Das zeigen auch die Zahlen:
- Die Ausgaben der SBK für Gesundheitsförderung in den nichtbetrieblichen Lebenswelten sind seit 2015 um ca. 190 % gestiegen. (Quelle: SBK intern)
- Für betriebliche Gesundheitsförderung stiegen die SBK-Ausgaben um ca. 60 %. (Quelle: SBK intern)
- Von 2015 bis 2023 hat sich die Zahl der Einrichtungen, in denen die Krankenkassen Gesundheitsprogramme fördern, von 24.420 auf 46.971 fast verdoppelt. (Quellen: Präventionsbericht der gesetzlichen Kranken- und Pflegekassen 2024)
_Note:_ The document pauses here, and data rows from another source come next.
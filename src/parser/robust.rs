//! Robust whole-document parse strategy.
//!
//! Drives `serde_json`'s incremental deserializer over the byte stream
//! and visits the top-level array one element at a time, so formatting
//! (multi-line objects, unusual whitespace) does not matter and memory
//! stays bounded by the largest single element. Each element is captured
//! as raw text first, so pass-through events keep their exact bytes.

use crate::parser::schema::{ParsedEvent, TraceEvent};
use crate::utils::error::{ParseError, PipelineError};
use serde::de::{self, SeqAccess, Visitor};
use serde_json::value::RawValue;
use std::fmt;
use std::io::Read;

/// Parse a top-level JSON array incrementally, handing each element to `sink`
///
/// **Public** - robust-mode entry point, called by the pipeline orchestrator
///
/// Errors raised by `sink` abort the parse and are returned as-is; they are
/// carried around the deserializer rather than through it, so their type
/// survives.
///
/// # Errors
/// * `PipelineError::Parse` - the document is not a well-formed array of
///   event objects, or has trailing content after the closing bracket
/// * anything `sink` returns, unchanged
pub fn parse_array<R, F>(reader: R, mut sink: F) -> Result<(), PipelineError>
where
    R: Read,
    F: FnMut(ParsedEvent) -> Result<(), PipelineError>,
{
    let mut failure = None;
    let mut deserializer = serde_json::Deserializer::from_reader(reader);

    let visitor = ElementVisitor {
        sink: &mut sink,
        failure: &mut failure,
    };

    match serde::de::Deserializer::deserialize_seq(&mut deserializer, visitor) {
        Ok(()) => {
            deserializer.end().map_err(ParseError::from)?;
            Ok(())
        }
        Err(err) => match failure {
            // The visitor bailed out; the stashed error is the real one
            Some(stashed) => Err(stashed),
            None => Err(ParseError::from(err).into()),
        },
    }
}

/// Visits the top-level array, decoding one element at a time.
struct ElementVisitor<'a, F> {
    sink: &'a mut F,
    failure: &'a mut Option<PipelineError>,
}

impl<'de, F> Visitor<'de> for ElementVisitor<'_, F>
where
    F: FnMut(ParsedEvent) -> Result<(), PipelineError>,
{
    type Value = ();

    fn expecting(&self, formatter: &mut fmt::Formatter) -> fmt::Result {
        formatter.write_str("a top-level array of trace events")
    }

    fn visit_seq<A>(self, mut seq: A) -> Result<(), A::Error>
    where
        A: SeqAccess<'de>,
    {
        while let Some(raw) = seq.next_element::<Box<RawValue>>()? {
            let record: TraceEvent = match serde_json::from_str(raw.get()) {
                Ok(record) => record,
                Err(err) => {
                    *self.failure = Some(ParseError::from(err).into());
                    return Err(de::Error::custom("trace event rejected"));
                }
            };

            let event = ParsedEvent {
                record,
                json: raw.get().to_string(),
            };
            if let Err(err) = (self.sink)(event) {
                *self.failure = Some(err);
                return Err(de::Error::custom("event processing aborted"));
            }
        }
        Ok(())
    }
}
//! Trace Slim CLI
//!
//! Reduces large Chrome Trace Event dumps by filtering, sampling, and
//! collapsing paired B/E events, streaming the result back out as valid
//! JSON, optionally through gzip/brotli (de)compression.

use anyhow::Result;
use clap::Parser;
use env_logger::Env;
use std::path::PathBuf;

use trace_slim::commands::{execute_slim, validate_args, SlimArgs};

/// Trace Slim - preprocess tracing dumps
#[derive(Parser, Debug)]
#[command(name = "trace-slim")]
#[command(version, about, long_about = None)]
struct Cli {
    /// Trace JSON file to read (possibly compressed: .gz, .br)
    input: PathBuf,

    /// Trace JSON file to write (possibly compressed: .gz, .br)
    output: PathBuf,

    /// Sample events at this frequency (microseconds)
    #[arg(short, long)]
    sample: Option<i64>,

    /// Filter events with this minimum duration (microseconds)
    #[arg(short, long)]
    min_dur: Option<i64>,

    /// Join B/E events to a single X event
    #[arg(short, long)]
    join: bool,

    /// Close unterminated B events at the end
    #[arg(short, long)]
    close: bool,

    /// Verify B/E events have matching contents
    #[arg(short, long)]
    verify: bool,

    /// Enable verbose logging
    #[arg(long)]
    verbose: bool,
}

fn main() -> Result<()> {
    // Parse CLI arguments
    let cli = Cli::parse();

    // Setup logging
    let log_level = if cli.verbose { "debug" } else { "info" };
    env_logger::Builder::from_env(Env::default().default_filter_or(log_level)).init();

    let args = SlimArgs {
        input: cli.input,
        output: cli.output,
        sample: cli.sample,
        min_dur: cli.min_dur,
        join: cli.join,
        close: cli.close,
        verify: cli.verify,
    };

    // Validate args first
    validate_args(&args)?;

    // Execute the single forward pass
    execute_slim(args)?;

    Ok(())
}
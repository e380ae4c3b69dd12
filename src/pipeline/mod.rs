//! Pipeline orchestrator.
//!
//! Wires decompression -> parser -> filter engine -> array writer ->
//! compression into one forward pass, and owns the fast-to-robust retry:
//! the fast line-oriented strategy is tried first, and if it trips over
//! input it cannot line-split, the whole pipeline is restarted from the
//! beginning of the file with the full parser. The restart happens at
//! most once; robust-mode failures propagate.
//!
//! Every attempt constructs its streams, engine, and writer fresh, so a
//! restart never sees state from the failed pass.

use crate::codec::{self, InputStream};
use crate::filter::{FilterConfig, FilterEngine};
use crate::output::ArrayWriter;
use crate::parser::schema::ParsedEvent;
use crate::parser::{fast, robust};
use crate::utils::error::PipelineError;
use log::{debug, info, warn};
use std::fs;
use std::path::{Path, PathBuf};

/// Parse strategy for one attempt
#[derive(Debug, Clone, Copy, PartialEq, Eq)]
pub enum ParseStrategy {
    /// Line-oriented, assumes one JSON value per line
    Fast,
    /// Incremental whole-document parse, no line assumptions
    Robust,
}

/// Everything one run needs: resolved paths plus filter configuration
#[derive(Debug, Clone)]
pub struct SlimOptions {
    pub input: PathBuf,
    pub output: PathBuf,
    pub filter: FilterConfig,
}

/// Run the pipeline, retrying once with the full parser if needed
///
/// **Public** - main entry point, called by the command layer
///
/// # Errors
/// Any parse, verification, or I/O error that survives the single retry.
/// Partially written output is left in place.
pub fn run(options: &SlimOptions) -> Result<(), PipelineError> {
    info!("Processing...");

    let strategy = initial_strategy(&options.input)?;
    match run_attempt(options, strategy) {
        Err(err) if strategy == ParseStrategy::Fast && err.wants_full_parse() => {
            info!("  (retrying with the full parser)");
            debug!("fast parse failed: {}", err);
            run_attempt(options, ParseStrategy::Robust)?;
        }
        Err(err) => return Err(err),
        Ok(()) => {}
    }

    info!("Done.");
    Ok(())
}

/// Pick the starting strategy. A non-regular file (a pipe, say) cannot be
/// re-read for the retry, so it goes straight to the full parser.
fn initial_strategy(input: &Path) -> Result<ParseStrategy, PipelineError> {
    let metadata = fs::metadata(input)?;
    if metadata.is_file() {
        Ok(ParseStrategy::Fast)
    } else {
        info!("  (input is not a plain file => full parse only)");
        Ok(ParseStrategy::Robust)
    }
}

/// One complete pass over the input with the given strategy.
fn run_attempt(options: &SlimOptions, strategy: ParseStrategy) -> Result<(), PipelineError> {
    debug!(
        "{:?} pass: {} -> {}",
        strategy,
        options.input.display(),
        options.output.display()
    );

    let InputStream { reader, progress } = codec::open_input(&options.input)?;
    let output = codec::open_output(&options.output)?;
    let mut engine = FilterEngine::new(options.filter.clone());
    let mut writer = ArrayWriter::new(output);

    let parsed = {
        let mut sink = |event: ParsedEvent| -> Result<(), PipelineError> {
            if let Some(emit) = engine.decide(event)? {
                writer.write_event(&emit)?;
            }
            Ok(())
        };
        match strategy {
            ParseStrategy::Fast => fast::parse_lines(reader, &mut sink),
            ParseStrategy::Robust => robust::parse_array(reader, &mut sink),
        }
    };

    if let Err(err) = parsed {
        if strategy == ParseStrategy::Robust && matches!(err, PipelineError::Parse(_)) {
            warn!("input appears truncated {}", progress.describe());
        }
        return Err(err);
    }

    for emit in engine.finish() {
        writer.write_event(&emit)?;
    }
    writer.finish()?.finish()?;
    Ok(())
}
- Die GKV weiten Ausgaben für Prävention sind rund 100% von 317 Mio. in 2015 Euro auf 631 Mio. Euro in 2023 gestiegen. (Quellen: Präventionsbericht der gesetzlichen Kranken- und Pflegekassen 2024 und 2016)
- Wichtig zu wissen: Das Budget des Gesundheitsfonds umfasst knapp 300 Mrd. Euro. Die Ausgaben für Prävention sind davon gerade mal ein halbes Prozent. (Quelle: Schätzerkreis Krankenkassen)
Hintergründe zum Präventionsgesetz finden Sie auf der Seite des BMG.
Über die SBK:
Die SBK Siemens-Betriebskrankenkasse ist die größte Betriebskrankenkasse Deutschlands und gehört zu den 20 größten gesetzlichen Krankenkassen. Als geöffnete, bundesweit tätige Krankenkasse versichert sie mehr als eine Million Menschen und betreut über 100.000 Firmenkunden in Deutschland – mit rund 1.800 Mitarbeiterinnen und Mitarbeitern in 80 SBK Geschäftsstellen.
Seit über 100 Jahren setzt sich die SBK persönlich und engagiert für die Interessen der Versicherten ein. Sie positioniert sich als Vorreiterin für einen echten Qualitätswettbewerb in der gesetzlichen Krankenversicherung. Voraussetzung dafür ist aus Sicht der SBK mehr Transparenz für die Versicherten – über relevante Finanzkennzahlen, aber auch über Leistungsbereitschaft, Beratung und Dienstleistungsqualität von Krankenkassen. Im Sinne der Versicherten vereint die SBK darüber hinaus das Beste aus persönlicher und digitaler Welt und treibt die Digitalisierung im Gesundheitswesen aktiv voran.